Whilst the grocery barons are keen that we should be able to sample some goods, however far out of season they may be here on the outskirts of Europe – for others, they seem rather less keen to offer choice.  Strawberries they will ship from the furthest flung reaches of this planet, but gooseberries not so much – I presume this reflects the rather limited international appeal of the gooseberry (though it is indigenous from here to the Himalayas, so many cultures should have had the opportunity to sample its deliciousness).  Perhaps, like another favourite of mine – rhubarb – it is considered too tart by a world locked in the saccharine embrace of enamel’s enemy, sugar.

Sadly, cheese is another area where the range on offer in most supermarkets does rather disappoint.  Beyond a dozen or so staples, the choices are quickly exhausted – though I have noticed that most do offer cheddar from a a growing number of ex-colonies, which I think they may have mistaken for offering a broad range of cheeses.  Cheddar is also pretty much the only cheese offered in a range of strengths – from the utterly tasteless to, what I believe our cousins from down-under would call, biting.  True biting cheese would obviate the need for the mousetrap, the lure itself would be sufficient unto the entire task, but I suspect only exists in the imagination of the more outré geneticist (and, as it transpires, yours truly).  Talk of which reminds me of the hot dog, the only dog which feeds the hand that bites it – but I digress.

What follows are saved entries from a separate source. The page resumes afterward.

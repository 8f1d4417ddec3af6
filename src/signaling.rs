//! Signaling-транспорт: сообщения offer/answer/candidate через relay.

mod memory;
mod ws;

pub use memory::{MemoryRelay, MemoryTransport};
pub use ws::WsTransport;

use crate::error::{Error, Result};
use crate::peer::types::{IceCandidate, SdpKind, SessionDescription};
use serde::{Deserialize, Serialize};
use std::fmt;

#[derive(Debug, Clone, Copy, PartialEq, Eq, Hash, Serialize, Deserialize)]
#[serde(rename_all = "lowercase")]
pub enum SignalKind {
    Offer,
    Answer,
    Candidate,
}

impl fmt::Display for SignalKind {
    fn fmt(&self, f: &mut fmt::Formatter<'_>) -> fmt::Result {
        match self {
            SignalKind::Offer => f.write_str("offer"),
            SignalKind::Answer => f.write_str("answer"),
            SignalKind::Candidate => f.write_str("candidate"),
        }
    }
}

/// Сообщение протокола. На исходящем `peer_id` - адресат, на входящем - отправитель.
#[derive(Debug, Clone, PartialEq, Eq, Serialize, Deserialize)]
#[serde(tag = "type", rename_all = "lowercase")]
pub enum SignalMessage {
    Offer {
        #[serde(rename = "peerId")]
        peer_id: String,
        payload: SessionDescription,
    },
    Answer {
        #[serde(rename = "peerId")]
        peer_id: String,
        payload: SessionDescription,
    },
    Candidate {
        #[serde(rename = "peerId")]
        peer_id: String,
        payload: IceCandidate,
    },
}

impl SignalMessage {
    pub fn offer(peer_id: impl Into<String>, payload: SessionDescription) -> Self {
        SignalMessage::Offer {
            peer_id: peer_id.into(),
            payload,
        }
    }

    pub fn answer(peer_id: impl Into<String>, payload: SessionDescription) -> Self {
        SignalMessage::Answer {
            peer_id: peer_id.into(),
            payload,
        }
    }

    pub fn candidate(peer_id: impl Into<String>, payload: IceCandidate) -> Self {
        SignalMessage::Candidate {
            peer_id: peer_id.into(),
            payload,
        }
    }

    pub fn kind(&self) -> SignalKind {
        match self {
            SignalMessage::Offer { .. } => SignalKind::Offer,
            SignalMessage::Answer { .. } => SignalKind::Answer,
            SignalMessage::Candidate { .. } => SignalKind::Candidate,
        }
    }

    pub fn peer_id(&self) -> &str {
        match self {
            SignalMessage::Offer { peer_id, .. }
            | SignalMessage::Answer { peer_id, .. }
            | SignalMessage::Candidate { peer_id, .. } => peer_id,
        }
    }

    /// Relay подменяет адресата на отправителя
    pub fn with_peer_id(mut self, id: impl Into<String>) -> Self {
        match &mut self {
            SignalMessage::Offer { peer_id, .. }
            | SignalMessage::Answer { peer_id, .. }
            | SignalMessage::Candidate { peer_id, .. } => *peer_id = id.into(),
        }
        self
    }

    pub fn validate(&self) -> Result<()> {
        if self.peer_id().trim().is_empty() {
            return Err(Error::invalid_message(format!(
                "{} without peerId",
                self.kind()
            )));
        }
        match self {
            SignalMessage::Offer { payload, .. } => check_description(payload, SdpKind::Offer),
            SignalMessage::Answer { payload, .. } => check_description(payload, SdpKind::Answer),
            SignalMessage::Candidate { payload, .. } => {
                if payload.candidate.trim().is_empty() {
                    // end-of-candidates нам не нужен
                    return Err(Error::invalid_message("empty candidate"));
                }
                Ok(())
            }
        }
    }

    pub fn to_json(&self) -> Result<String> {
        Ok(serde_json::to_string(self)?)
    }

    /// Разбор и проверка на границе транспорта
    pub fn from_json(raw: &str) -> Result<Self> {
        let msg: SignalMessage = serde_json::from_str(raw)?;
        msg.validate()?;
        Ok(msg)
    }
}

fn check_description(desc: &SessionDescription, expected: SdpKind) -> Result<()> {
    if desc.kind != expected {
        return Err(Error::invalid_message(format!(
            "{expected} message carries a {} description",
            desc.kind
        )));
    }
    if desc.sdp.trim().is_empty() {
        return Err(Error::invalid_message(format!("{expected} with empty sdp")));
    }
    Ok(())
}

pub type ReceiveHandler = Box<dyn Fn(SignalMessage) + Send + Sync>;

/// Канал до relay-сервера. Доставка best-effort, без подтверждений.
pub trait SignalingTransport: Send + Sync {
    /// Ставит сообщение в очередь и сразу возвращается
    fn send(&self, message: SignalMessage);

    /// Колбэк вызывается по одному разу на каждое входящее сообщение
    fn on_receive(&self, handler: ReceiveHandler);
}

Today, I strayed from my usual supermarket of choice and used a branch of Mr Sainsbury’s emporium to acquire some victuals.  Whilst searching the store for various products, I passed the cheese department – which was rather curiously segregated.  I first notice a section tagged as ‘healthier cheeses’ – but failed to find the complementary ‘unhealthy cheeses’ or ‘less healthy cheeses’ counter.  Instead, the remaining cheeses were divided between ‘sliced and grated cheese’ and ‘recipe cheeses’.  I presume that the process of slicing or grating must render cheese less wholesome in some way – it certainly renders it less whole.  As to what a ‘recipe cheese’ might be, I’m sorry I haven’t a clue (quick plug there for Radio 4’s finest).  Mr Collins (my semantic arbiter) offers three meanings for ‘recipe’ – two of which could be boiled down to the idea of a method and the third of which is a medical prescription.  Whilst, I love the idea of cheese on prescription, it often makes me feel better, I really can’t see it happening given current belt-tightening in the NHS.  I wonder if perhaps ‘recipe cheese’ is an analogue of ‘cooking sherry’ or ‘cooking chocolate’ – foodstuffs you would not want to consume in their own right, but which are fine for putting into a cooked dish.  If so, this seems to be setting very low expectations for the quality of a good third of their cheese department.  (It does get worse: whilst researching this ‘article’ using their website, I found that this same supermarket under the heading of British Regional Cheeses offers up that most well-known of varieties, ‘Red Cheese’).

Generally, I do not buy my cheese from a supermarket – preferring instead to purchase it from my local butcher.  They don’t have a bad range for a village butcher – and despite being mostly vegetarian (though, I do classify fish and anything lacking a backbone as a vegetable), I feel it is very important to support my local butcher.  I suspect I am, by a long way, their most valuable vegetarian customer – especially as I also buy all of my eggs and honey there (I have nothing against animal exploitation, per se) and my oil (of the eating as opposed to the lubricatory variety), in whose production, so far as I know, no animals are harmed – though, as previously mentioned some are deprived of their perches.

So, brie good to yourself!  Discover gouda have more fun! (some Dutch pronunciation may be required).   Y fenni opportunity presents itself, try something new from the world of cheese – and not just cheddar from a new country!   You won’t raclette it!